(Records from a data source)
//! Magnitude-system corrections for model grids.
//!
//! Model magnitudes are absolute AB magnitudes; observations are apparent Vega
//! magnitudes. Before comparing the two we apply
//!
//! `m_vega_apparent = m_ab - offset(band) + distance_modulus`
//!
//! Offsets come from a whitespace table: the first token of each line is the band
//! name, the last token the AB-minus-Vega offset. `#` lines are comments.

use std::collections::HashMap;
use std::fs;
use std::path::Path;

use crate::error::AppError;
use crate::isochrone::ModelRow;

#[derive(Debug, Clone, Default, PartialEq)]
pub struct MagnitudeCorrection {
    offsets: HashMap<String, f64>,
    distance_modulus: f64,
}

impl MagnitudeCorrection {
    pub fn new(offsets: HashMap<String, f64>, distance_modulus: f64) -> Self {
        Self {
            offsets,
            distance_modulus,
        }
    }

    /// Distance modulus only, no AB/Vega offsets.
    pub fn distance_only(distance_modulus: f64) -> Self {
        Self::new(HashMap::new(), distance_modulus)
    }

    pub fn parse(text: &str, distance_modulus: f64) -> Result<Self, AppError> {
        let mut offsets = HashMap::new();
        for (idx, line) in text.lines().enumerate() {
            let line = line.trim();
            if line.is_empty() || line.starts_with('#') {
                continue;
            }
            let tokens: Vec<&str> = line.split_whitespace().collect();
            let (Some(name), Some(last)) = (tokens.first(), tokens.last()) else {
                continue;
            };
            if tokens.len() < 2 {
                return Err(AppError::new(
                    2,
                    format!("Correction table line {}: expected '<band> ... <offset>'.", idx + 1),
                ));
            }
            let offset: f64 = last.parse().map_err(|_| {
                AppError::new(
                    2,
                    format!("Correction table line {}: cannot parse offset '{last}'.", idx + 1),
                )
            })?;
            offsets.insert(name.to_string(), offset);
        }
        Ok(Self::new(offsets, distance_modulus))
    }

    pub fn read(path: &Path, distance_modulus: f64) -> Result<Self, AppError> {
        let text = fs::read_to_string(path).map_err(|e| {
            AppError::new(2, format!("Failed to read correction table '{}': {e}", path.display()))
        })?;
        Self::parse(&text, distance_modulus)
    }

    pub fn distance_modulus(&self) -> f64 {
        self.distance_modulus
    }

    pub fn offset(&self, band: &str) -> Option<f64> {
        self.offsets.get(band).copied()
    }

    /// Corrected magnitude; bands missing from the table only get the distance modulus.
    pub fn apply(&self, band: &str, magnitude: f64) -> f64 {
        magnitude - self.offset(band).unwrap_or(0.0) + self.distance_modulus
    }

    /// Correct every row in place. `bands` gives the name of each magnitude slot.
    pub fn apply_rows(&self, bands: &[String], rows: &mut [ModelRow]) {
        let missing: Vec<&str> = bands
            .iter()
            .filter(|b| !self.offsets.is_empty() && !self.offsets.contains_key(b.as_str()))
            .map(String::as_str)
            .collect();
        if !missing.is_empty() {
            log::warn!("no AB-to-Vega offset for bands {missing:?}; applying distance modulus only");
        }

        let shifts: Vec<f64> = bands
            .iter()
            .map(|b| self.distance_modulus - self.offset(b).unwrap_or(0.0))
            .collect();
        for row in rows {
            for (mag, shift) in row.magnitudes.iter_mut().zip(&shifts) {
                *mag += shift;
            }
        }
    }
}

#[cfg(test)]
mod tests {
    use super::*;

    const TABLE: &str = "# band  lambda  AB-Vega\nBessell_B 4450 -0.09\nBessell_V 5510 0.02\n\n";

    #[test]
    fn parses_first_and_last_tokens() {
        let c = MagnitudeCorrection::parse(TABLE, 3.33).unwrap();
        assert_eq!(c.offset("Bessell_B"), Some(-0.09));
        assert_eq!(c.offset("Bessell_V"), Some(0.02));
        assert_eq!(c.offset("Gaia_G"), None);
        assert!(MagnitudeCorrection::parse("V abc", 0.0).is_err());
        assert!(MagnitudeCorrection::parse("V", 0.0).is_err());
    }

    #[test]
    fn applies_offset_and_distance_modulus() {
        let c = MagnitudeCorrection::parse(TABLE, 3.33).unwrap();
        assert!((c.apply("Bessell_V", 4.0) - (4.0 - 0.02 + 3.33)).abs() < 1e-12);
        assert!((c.apply("Gaia_G", 4.0) - 7.33).abs() < 1e-12);

        let mut rows = vec![ModelRow {
            log_age: 8.0,
            initial_mass: 1.0,
            magnitudes: vec![5.0, 4.0],
        }];
        c.apply_rows(&["Bessell_B".into(), "Bessell_V".into()], &mut rows);
        assert!((rows[0].magnitudes[0] - (5.0 + 0.09 + 3.33)).abs() < 1e-12);
        assert!((rows[0].magnitudes[1] - (4.0 - 0.02 + 3.33)).abs() < 1e-12);
    }

    #[test]
    fn distance_only_shifts_every_band() {
        let c = MagnitudeCorrection::distance_only(5.0);
        assert_eq!(c.apply("anything", 1.0), 6.0);
    }
}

WHAT TO WORK ON:
Lines from the top of the entries through the line with "no AB/Vega offsets." are to be transcribed exactly, and nothing more.

SOLVED EXERCISE:
//! Magnitude-system corrections for model grids.
//!
//! Model magnitudes are absolute AB magnitudes; observations are apparent Vega
//! magnitudes. Before comparing the two we apply
//!
//! `m_vega_apparent = m_ab - offset(band) + distance_modulus`
//!
//! Offsets come from a whitespace table: the first token of each line is the band
//! name, the last token the AB-minus-Vega offset. `#` lines are comments.

use std::collections::HashMap;
use std::fs;
use std::path::Path;

use crate::error::AppError;
use crate::isochrone::ModelRow;

#[derive(Debug, Clone, Default, PartialEq)]
pub struct MagnitudeCorrection {
    offsets: HashMap<String, f64>,
    distance_modulus: f64,
}

impl MagnitudeCorrection {
    pub fn new(offsets: HashMap<String, f64>, distance_modulus: f64) -> Self {
        Self {
            offsets,
            distance_modulus,
        }
    }

    /// Distance modulus only, no AB/Vega offsets.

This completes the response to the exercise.